Gay fathers also benefited from court rulings. The Social Security Administration reversed a decision to deny benefits to the children of a disabled gay father, after earlier citing unspecified issues with the two California parentage orders naming him their legal parent. The Georgia Supreme Court overturned a trial court ruling that a gay father could not visit his four children in the presence of his “homosexual partners and friends.” A federal appeals court, however, ordered a hold on an order for Louisiana to put both gay dads on the birth certificate of a boy adopted in New York but born in Louisiana, where same-sex couples cannot adopt jointly. The court heard the case in October, but has not yet ruled.
The closely watched case of Martin Gill, who has sued the state of Florida for the right to adopt the two boys he and his partner have been fostering since 2004, awaits an appeals court ruling after a hearing in August. A lower court had ruled in his favor in November 2008. In a related, but federal, vein, U.S. Rep. Pete Stark (D-CA) introduced the Every Child Deserves a Family Act, “which would restrict federal funds for states that discriminate in adoption or foster programs on the basis of marital status, sexual orientation or gender identity.” The bill is now in committee.
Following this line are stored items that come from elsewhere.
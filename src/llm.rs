//! Chat model client, the seam to the language-model inference service
//!
//! Defines the client trait and the request shape used by the guidance
//! generator. Two implementations:
//! - `OllamaClient`: POSTs to a local Ollama `/api/chat` endpoint (production)
//! - `MockClient`: returns a preconfigured reply and records requests (testing)
//!
//! Calls are made once: no retry, no timeout, no validation of the reply.

use async_trait::async_trait;
use serde::{Deserialize, Serialize};
use std::sync::Mutex;

use crate::config::ModelSettings;

/// One chat exchange: a system instruction plus a user question.
#[derive(Debug, Clone, PartialEq, Eq, Serialize, Deserialize)]
pub struct ChatRequest {
    pub system: String,
    pub user: String,
}

/// Errors from chat model calls.
#[derive(Debug, thiserror::Error)]
pub enum LlmError {
    #[error("model endpoint unreachable: {0}")]
    Unavailable(String),
    #[error("model endpoint returned {status}: {body}")]
    Api { status: u16, body: String },
    #[error("response parse error: {0}")]
    ParseError(String),
}

/// Result type for chat model calls
pub type LlmResult<T> = Result<T, LlmError>;

/// Client trait for chat-style language models.
///
/// Abstracts over transport so the guidance generator doesn't depend on
/// how the model is reached.
#[async_trait]
pub trait GuidanceModel: Send + Sync {
    /// Send one exchange and return the model's reply text verbatim.
    async fn chat(&self, request: &ChatRequest) -> LlmResult<String>;
}

/// Client for an Ollama server's chat endpoint.
pub struct OllamaClient {
    client: reqwest::Client,
    base_url: String,
    model: String,
}

#[derive(Serialize)]
struct OllamaMessage<'a> {
    role: &'a str,
    content: &'a str,
}

#[derive(Serialize)]
struct OllamaChatRequest<'a> {
    model: &'a str,
    messages: Vec<OllamaMessage<'a>>,
    stream: bool,
}

#[derive(Deserialize)]
struct OllamaChatResponse {
    message: OllamaReply,
}

#[derive(Deserialize)]
struct OllamaReply {
    content: String,
}

impl OllamaClient {
    pub fn new(settings: &ModelSettings) -> Self {
        Self {
            client: reqwest::Client::new(),
            base_url: settings.base_url.trim_end_matches('/').to_string(),
            model: settings.model.clone(),
        }
    }

    pub fn model(&self) -> &str {
        &self.model
    }
}

#[async_trait]
impl GuidanceModel for OllamaClient {
    async fn chat(&self, request: &ChatRequest) -> LlmResult<String> {
        let url = format!("{}/api/chat", self.base_url);
        tracing::debug!(%url, model = %self.model, "calling chat model");

        let resp = self
            .client
            .post(&url)
            .json(&OllamaChatRequest {
                model: &self.model,
                messages: vec![
                    OllamaMessage { role: "system", content: &request.system },
                    OllamaMessage { role: "user", content: &request.user },
                ],
                stream: false,
            })
            .send()
            .await
            .map_err(|e| LlmError::Unavailable(e.to_string()))?;

        let status = resp.status();
        if !status.is_success() {
            let body = resp.text().await.unwrap_or_default();
            return Err(LlmError::Api { status: status.as_u16(), body });
        }

        let reply: OllamaChatResponse = resp
            .json()
            .await
            .map_err(|e| LlmError::ParseError(e.to_string()))?;
        Ok(reply.message.content)
    }
}

/// Mock client for testing. Returns a preconfigured reply.
pub struct MockClient {
    reply: Result<String, String>,
    requests: Mutex<Vec<ChatRequest>>,
}

impl MockClient {
    /// Create a mock client that answers every request with `reply`.
    pub fn replying(reply: impl Into<String>) -> Self {
        Self {
            reply: Ok(reply.into()),
            requests: Mutex::new(Vec::new()),
        }
    }

    /// Create a mock client whose endpoint is unreachable.
    pub fn unavailable(reason: impl Into<String>) -> Self {
        Self {
            reply: Err(reason.into()),
            requests: Mutex::new(Vec::new()),
        }
    }

    /// Requests received so far, oldest first.
    pub fn requests(&self) -> Vec<ChatRequest> {
        self.requests
            .lock()
            .map(|r| r.clone())
            .unwrap_or_default()
    }
}

#[async_trait]
impl GuidanceModel for MockClient {
    async fn chat(&self, request: &ChatRequest) -> LlmResult<String> {
        if let Ok(mut requests) = self.requests.lock() {
            requests.push(request.clone());
        }
        self.reply.clone().map_err(LlmError::Unavailable)
    }
}

#[cfg(test)]
mod tests {
    use super::*;

    fn request() -> ChatRequest {
        ChatRequest {
            system: "be brief".into(),
            user: "what?".into(),
        }
    }

    #[tokio::test]
    async fn mock_client_returns_reply_and_records_request() {
        let client = MockClient::replying("guidance text");

        let reply = client.chat(&request()).await.unwrap();

        assert_eq!(reply, "guidance text");
        assert_eq!(client.requests(), vec![request()]);
    }

    #[tokio::test]
    async fn mock_unavailable_client_returns_error() {
        let client = MockClient::unavailable("connection refused");

        let err = client.chat(&request()).await.unwrap_err();
        assert!(matches!(err, LlmError::Unavailable(ref m) if m == "connection refused"));
        assert_eq!(client.requests().len(), 1);
    }

    #[test]
    fn ollama_request_uses_chat_shape_without_streaming() {
        let body = serde_json::to_value(OllamaChatRequest {
            model: "llama3.1:8b",
            messages: vec![
                OllamaMessage { role: "system", content: "sys" },
                OllamaMessage { role: "user", content: "question" },
            ],
            stream: false,
        })
        .unwrap();

        assert_eq!(
            body,
            serde_json::json!({
                "model": "llama3.1:8b",
                "messages": [
                    {"role": "system", "content": "sys"},
                    {"role": "user", "content": "question"}
                ],
                "stream": false
            })
        );
    }

    #[test]
    fn ollama_response_reads_message_content() {
        let reply: OllamaChatResponse = serde_json::from_str(
            r#"{"model":"llama3.1:8b","message":{"role":"assistant","content":"Risk: Bias"},"done":true}"#,
        )
        .unwrap();
        assert_eq!(reply.message.content, "Risk: Bias");
    }

    #[test]
    fn ollama_client_strips_trailing_slash() {
        let client = OllamaClient::new(&ModelSettings {
            base_url: "http://localhost:11434/".into(),
            model: "llama3.1:8b".into(),
        });
        assert_eq!(client.base_url, "http://localhost:11434");
        assert_eq!(client.model(), "llama3.1:8b");
    }
}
Several parties in the cases above tried to use the state or federal lack of marriage recognition to deny a parent her rights. The Department of Justice, however, in its reply brief to Smelt v. United States—one of the challenges to the Defense of Marriage Act (DOMA)—stated explicitly that the government has no interest in creating a legal structure that promotes child rearing by both biological parents, and that it “does not believe that DOMA is rationally related to any legitimate government interests in procreation and child-rearing.” That’s good for the anti-DOMA fight; it may also make it harder to cite DOMA as a reason for denying non-biological parents (or non-legal parents in an adoptive couple) their parental rights. (The DOJ did note, however, that for the moment it must continue to defend DOMA, because it is a federal statute; it simply won’t do so on the basis of arguments related to child rearing.)
If LGBT families still have a long way to go before we are fully recognized throughout our country, there are at least some promising signs of change. We will have our work cut out for us in 2010.
I am indebted to lawyer Nancy Polikoff for her coverage of many of the above lawsuits at beyondstraightandgaymarriage.blogspot.com. Any mistakes above are mine, however.